== TASK BRIEF ==
What you return must be the lines of the data that hold the word "depth".

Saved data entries
*****
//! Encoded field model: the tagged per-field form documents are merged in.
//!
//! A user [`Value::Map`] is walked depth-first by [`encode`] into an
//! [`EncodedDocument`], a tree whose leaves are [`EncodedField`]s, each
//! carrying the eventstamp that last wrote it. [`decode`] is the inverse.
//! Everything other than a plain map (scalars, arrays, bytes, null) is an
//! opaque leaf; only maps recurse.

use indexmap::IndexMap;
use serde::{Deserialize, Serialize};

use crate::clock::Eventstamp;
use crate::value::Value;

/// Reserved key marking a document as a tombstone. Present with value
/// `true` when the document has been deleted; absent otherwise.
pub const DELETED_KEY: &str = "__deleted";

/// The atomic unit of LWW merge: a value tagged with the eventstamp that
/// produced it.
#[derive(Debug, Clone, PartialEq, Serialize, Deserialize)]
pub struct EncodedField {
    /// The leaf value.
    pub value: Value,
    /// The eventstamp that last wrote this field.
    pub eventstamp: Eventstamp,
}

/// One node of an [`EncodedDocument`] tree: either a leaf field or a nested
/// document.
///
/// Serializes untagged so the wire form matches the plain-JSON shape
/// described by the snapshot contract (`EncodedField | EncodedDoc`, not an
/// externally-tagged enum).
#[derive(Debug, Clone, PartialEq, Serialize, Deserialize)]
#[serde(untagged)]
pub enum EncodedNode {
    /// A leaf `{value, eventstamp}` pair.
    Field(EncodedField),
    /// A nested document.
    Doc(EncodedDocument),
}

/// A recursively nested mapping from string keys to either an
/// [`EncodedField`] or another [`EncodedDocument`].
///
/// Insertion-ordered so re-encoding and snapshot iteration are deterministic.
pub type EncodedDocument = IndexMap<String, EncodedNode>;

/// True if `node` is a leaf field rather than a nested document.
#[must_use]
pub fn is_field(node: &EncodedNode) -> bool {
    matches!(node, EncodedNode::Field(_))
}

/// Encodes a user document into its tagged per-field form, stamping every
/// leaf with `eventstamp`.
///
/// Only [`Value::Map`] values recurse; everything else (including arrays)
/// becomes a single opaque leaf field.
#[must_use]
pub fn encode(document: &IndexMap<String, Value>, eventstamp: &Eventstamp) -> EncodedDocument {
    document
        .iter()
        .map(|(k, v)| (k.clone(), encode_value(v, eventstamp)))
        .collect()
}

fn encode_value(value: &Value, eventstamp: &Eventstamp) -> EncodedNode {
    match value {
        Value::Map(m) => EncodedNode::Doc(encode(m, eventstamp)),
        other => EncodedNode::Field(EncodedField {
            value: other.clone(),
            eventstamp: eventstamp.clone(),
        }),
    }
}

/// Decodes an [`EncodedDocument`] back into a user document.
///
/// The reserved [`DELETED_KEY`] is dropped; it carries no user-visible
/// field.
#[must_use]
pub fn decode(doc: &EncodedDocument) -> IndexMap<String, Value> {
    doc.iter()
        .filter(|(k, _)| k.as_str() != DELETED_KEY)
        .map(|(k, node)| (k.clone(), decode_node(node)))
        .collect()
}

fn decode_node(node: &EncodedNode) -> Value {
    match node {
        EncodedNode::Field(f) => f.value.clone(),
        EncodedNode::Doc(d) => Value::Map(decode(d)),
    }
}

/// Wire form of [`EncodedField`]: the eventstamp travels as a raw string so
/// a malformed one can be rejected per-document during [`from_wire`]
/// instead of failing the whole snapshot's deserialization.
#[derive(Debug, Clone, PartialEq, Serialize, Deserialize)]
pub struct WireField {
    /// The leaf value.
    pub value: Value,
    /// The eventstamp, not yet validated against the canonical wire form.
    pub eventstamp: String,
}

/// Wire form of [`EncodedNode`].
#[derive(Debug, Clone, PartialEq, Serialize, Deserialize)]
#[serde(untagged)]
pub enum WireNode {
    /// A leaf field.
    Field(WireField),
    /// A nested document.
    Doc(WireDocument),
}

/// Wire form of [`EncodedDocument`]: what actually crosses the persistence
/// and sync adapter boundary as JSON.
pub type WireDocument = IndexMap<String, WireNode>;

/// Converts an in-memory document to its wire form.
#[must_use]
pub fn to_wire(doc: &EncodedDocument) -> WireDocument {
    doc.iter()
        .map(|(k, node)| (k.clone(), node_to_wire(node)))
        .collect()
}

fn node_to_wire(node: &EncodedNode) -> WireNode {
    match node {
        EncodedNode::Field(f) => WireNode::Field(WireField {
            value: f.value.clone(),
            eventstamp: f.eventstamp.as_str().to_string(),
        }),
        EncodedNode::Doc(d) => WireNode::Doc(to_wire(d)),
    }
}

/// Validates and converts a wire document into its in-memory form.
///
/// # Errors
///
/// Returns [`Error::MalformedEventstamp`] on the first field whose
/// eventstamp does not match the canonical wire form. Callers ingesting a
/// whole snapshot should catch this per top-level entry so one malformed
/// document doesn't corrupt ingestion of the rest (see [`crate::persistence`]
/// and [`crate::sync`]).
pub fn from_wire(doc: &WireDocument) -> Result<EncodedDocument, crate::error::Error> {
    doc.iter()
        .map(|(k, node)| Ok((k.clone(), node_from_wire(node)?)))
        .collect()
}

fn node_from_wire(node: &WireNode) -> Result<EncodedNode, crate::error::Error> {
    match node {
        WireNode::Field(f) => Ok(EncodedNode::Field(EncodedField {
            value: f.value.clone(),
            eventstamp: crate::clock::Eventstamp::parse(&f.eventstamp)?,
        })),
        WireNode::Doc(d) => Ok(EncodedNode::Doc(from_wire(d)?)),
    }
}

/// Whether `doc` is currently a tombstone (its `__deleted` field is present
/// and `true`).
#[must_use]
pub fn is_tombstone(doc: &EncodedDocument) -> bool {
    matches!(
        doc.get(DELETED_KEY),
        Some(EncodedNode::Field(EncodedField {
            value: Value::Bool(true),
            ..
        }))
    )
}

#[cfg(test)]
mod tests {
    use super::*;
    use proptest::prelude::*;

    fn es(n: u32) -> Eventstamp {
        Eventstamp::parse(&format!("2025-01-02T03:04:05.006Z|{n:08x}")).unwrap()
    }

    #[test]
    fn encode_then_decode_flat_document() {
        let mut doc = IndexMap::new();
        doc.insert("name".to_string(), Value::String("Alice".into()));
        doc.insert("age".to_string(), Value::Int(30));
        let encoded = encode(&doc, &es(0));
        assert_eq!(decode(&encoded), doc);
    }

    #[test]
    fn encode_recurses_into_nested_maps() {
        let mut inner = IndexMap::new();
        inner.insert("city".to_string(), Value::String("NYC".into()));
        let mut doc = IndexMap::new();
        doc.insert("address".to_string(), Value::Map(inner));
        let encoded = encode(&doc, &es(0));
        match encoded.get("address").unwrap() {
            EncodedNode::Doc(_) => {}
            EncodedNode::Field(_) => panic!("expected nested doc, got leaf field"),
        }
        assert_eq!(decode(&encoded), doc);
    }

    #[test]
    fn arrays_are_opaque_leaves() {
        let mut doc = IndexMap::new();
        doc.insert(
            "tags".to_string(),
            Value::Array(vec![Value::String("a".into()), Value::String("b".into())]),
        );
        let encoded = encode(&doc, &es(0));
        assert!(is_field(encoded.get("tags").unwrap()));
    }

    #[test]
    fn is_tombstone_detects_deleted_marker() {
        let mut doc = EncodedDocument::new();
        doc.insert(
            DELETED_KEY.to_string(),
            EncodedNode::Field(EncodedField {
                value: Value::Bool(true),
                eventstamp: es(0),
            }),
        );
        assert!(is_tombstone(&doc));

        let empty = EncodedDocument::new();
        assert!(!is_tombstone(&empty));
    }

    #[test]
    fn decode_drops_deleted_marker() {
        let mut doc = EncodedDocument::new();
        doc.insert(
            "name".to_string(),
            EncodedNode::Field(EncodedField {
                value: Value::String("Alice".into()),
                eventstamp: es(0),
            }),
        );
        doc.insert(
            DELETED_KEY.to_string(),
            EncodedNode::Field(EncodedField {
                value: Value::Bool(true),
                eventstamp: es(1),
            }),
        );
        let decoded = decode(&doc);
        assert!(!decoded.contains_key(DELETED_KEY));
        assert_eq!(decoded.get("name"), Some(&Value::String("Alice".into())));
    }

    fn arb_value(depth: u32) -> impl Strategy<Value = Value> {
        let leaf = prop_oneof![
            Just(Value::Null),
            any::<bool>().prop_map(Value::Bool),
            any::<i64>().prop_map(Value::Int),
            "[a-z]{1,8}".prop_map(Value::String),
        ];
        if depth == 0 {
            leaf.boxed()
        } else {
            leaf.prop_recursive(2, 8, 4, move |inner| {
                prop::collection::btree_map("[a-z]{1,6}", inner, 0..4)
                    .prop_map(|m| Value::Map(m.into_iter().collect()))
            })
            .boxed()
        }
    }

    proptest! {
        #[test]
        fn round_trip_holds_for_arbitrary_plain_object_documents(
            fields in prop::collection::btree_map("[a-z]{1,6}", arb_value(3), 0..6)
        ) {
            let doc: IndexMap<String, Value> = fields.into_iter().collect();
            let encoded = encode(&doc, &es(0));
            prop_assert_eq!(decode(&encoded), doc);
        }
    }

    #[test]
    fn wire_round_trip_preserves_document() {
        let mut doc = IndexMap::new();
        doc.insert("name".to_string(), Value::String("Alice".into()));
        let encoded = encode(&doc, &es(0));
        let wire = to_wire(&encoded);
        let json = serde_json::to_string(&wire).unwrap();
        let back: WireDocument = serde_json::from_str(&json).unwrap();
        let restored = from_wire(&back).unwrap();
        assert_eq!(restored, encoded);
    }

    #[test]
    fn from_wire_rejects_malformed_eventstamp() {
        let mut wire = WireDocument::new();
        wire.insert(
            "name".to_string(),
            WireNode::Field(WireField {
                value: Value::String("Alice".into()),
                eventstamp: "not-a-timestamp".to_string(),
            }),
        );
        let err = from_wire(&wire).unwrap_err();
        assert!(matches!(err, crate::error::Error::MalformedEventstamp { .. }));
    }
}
*****
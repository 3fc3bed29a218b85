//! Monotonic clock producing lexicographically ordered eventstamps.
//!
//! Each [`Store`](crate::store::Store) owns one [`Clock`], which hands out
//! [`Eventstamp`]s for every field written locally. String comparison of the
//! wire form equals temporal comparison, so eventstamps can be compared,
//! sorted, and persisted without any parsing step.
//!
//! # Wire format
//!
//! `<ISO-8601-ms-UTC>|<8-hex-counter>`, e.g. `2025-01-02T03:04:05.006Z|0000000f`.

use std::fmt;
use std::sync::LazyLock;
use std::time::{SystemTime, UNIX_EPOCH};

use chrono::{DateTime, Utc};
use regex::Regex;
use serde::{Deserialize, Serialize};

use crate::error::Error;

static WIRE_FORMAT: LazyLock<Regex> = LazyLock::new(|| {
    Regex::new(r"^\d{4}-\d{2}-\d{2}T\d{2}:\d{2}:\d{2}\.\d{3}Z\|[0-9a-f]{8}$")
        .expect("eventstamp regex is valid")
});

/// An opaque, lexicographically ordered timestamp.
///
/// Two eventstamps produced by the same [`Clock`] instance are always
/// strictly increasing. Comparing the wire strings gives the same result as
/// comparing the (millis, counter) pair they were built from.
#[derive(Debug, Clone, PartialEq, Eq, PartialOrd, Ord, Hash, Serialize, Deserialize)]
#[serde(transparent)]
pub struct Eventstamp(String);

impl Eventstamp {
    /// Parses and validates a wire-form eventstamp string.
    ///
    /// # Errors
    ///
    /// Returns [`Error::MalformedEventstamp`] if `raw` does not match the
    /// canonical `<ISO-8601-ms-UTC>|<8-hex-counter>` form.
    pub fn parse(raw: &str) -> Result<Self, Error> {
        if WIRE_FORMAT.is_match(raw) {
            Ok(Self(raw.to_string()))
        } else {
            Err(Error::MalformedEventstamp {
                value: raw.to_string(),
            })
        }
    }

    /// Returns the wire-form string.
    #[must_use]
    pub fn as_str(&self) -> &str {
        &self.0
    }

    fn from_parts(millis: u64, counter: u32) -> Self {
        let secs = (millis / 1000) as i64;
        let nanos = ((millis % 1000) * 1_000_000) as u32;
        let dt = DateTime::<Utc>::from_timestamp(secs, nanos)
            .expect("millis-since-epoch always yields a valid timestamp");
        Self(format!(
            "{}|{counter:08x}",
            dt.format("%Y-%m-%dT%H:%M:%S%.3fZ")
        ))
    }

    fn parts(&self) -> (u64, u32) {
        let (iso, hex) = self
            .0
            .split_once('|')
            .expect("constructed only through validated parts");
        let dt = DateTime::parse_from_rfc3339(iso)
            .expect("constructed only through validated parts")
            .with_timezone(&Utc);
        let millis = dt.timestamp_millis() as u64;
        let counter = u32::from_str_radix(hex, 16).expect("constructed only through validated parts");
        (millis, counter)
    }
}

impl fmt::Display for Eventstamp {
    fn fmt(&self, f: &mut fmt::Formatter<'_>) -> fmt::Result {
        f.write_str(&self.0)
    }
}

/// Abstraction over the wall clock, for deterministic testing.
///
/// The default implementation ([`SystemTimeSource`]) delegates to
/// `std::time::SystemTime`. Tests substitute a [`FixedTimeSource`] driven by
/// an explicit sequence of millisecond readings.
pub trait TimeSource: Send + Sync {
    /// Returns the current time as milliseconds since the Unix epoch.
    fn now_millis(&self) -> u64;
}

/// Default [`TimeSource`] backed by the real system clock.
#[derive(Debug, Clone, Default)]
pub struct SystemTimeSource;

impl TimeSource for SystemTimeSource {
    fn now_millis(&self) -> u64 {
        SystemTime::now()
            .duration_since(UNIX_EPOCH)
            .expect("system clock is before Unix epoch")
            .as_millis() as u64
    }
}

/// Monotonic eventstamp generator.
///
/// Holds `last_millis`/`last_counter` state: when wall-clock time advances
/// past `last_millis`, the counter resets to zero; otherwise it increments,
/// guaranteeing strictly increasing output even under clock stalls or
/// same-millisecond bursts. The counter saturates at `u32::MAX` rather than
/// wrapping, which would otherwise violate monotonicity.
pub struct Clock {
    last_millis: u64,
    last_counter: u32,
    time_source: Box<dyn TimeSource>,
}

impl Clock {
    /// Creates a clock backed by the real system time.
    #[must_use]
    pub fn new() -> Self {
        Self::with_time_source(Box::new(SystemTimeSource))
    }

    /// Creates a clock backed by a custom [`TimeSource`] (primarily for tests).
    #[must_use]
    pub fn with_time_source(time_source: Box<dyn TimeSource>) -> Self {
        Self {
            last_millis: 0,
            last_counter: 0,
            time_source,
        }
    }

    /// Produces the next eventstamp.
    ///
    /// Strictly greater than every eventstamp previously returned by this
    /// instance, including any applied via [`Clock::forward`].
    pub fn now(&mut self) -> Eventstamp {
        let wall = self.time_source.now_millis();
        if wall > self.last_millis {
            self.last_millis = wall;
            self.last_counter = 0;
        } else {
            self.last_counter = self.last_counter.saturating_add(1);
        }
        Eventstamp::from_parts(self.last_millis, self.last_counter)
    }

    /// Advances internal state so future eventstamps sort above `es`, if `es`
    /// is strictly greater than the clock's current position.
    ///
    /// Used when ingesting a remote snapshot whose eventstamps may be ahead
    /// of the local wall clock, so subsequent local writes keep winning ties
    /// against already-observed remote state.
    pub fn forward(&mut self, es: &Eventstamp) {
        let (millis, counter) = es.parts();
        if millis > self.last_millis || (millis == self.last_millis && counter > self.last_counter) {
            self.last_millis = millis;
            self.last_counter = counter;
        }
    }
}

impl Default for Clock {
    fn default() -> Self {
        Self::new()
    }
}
*****
== TASK ANSWER ==
//! A user [`Value::Map`] is walked depth-first by [`encode`] into an
    fn arb_value(depth: u32) -> impl Strategy<Value = Value> {
        if depth == 0 {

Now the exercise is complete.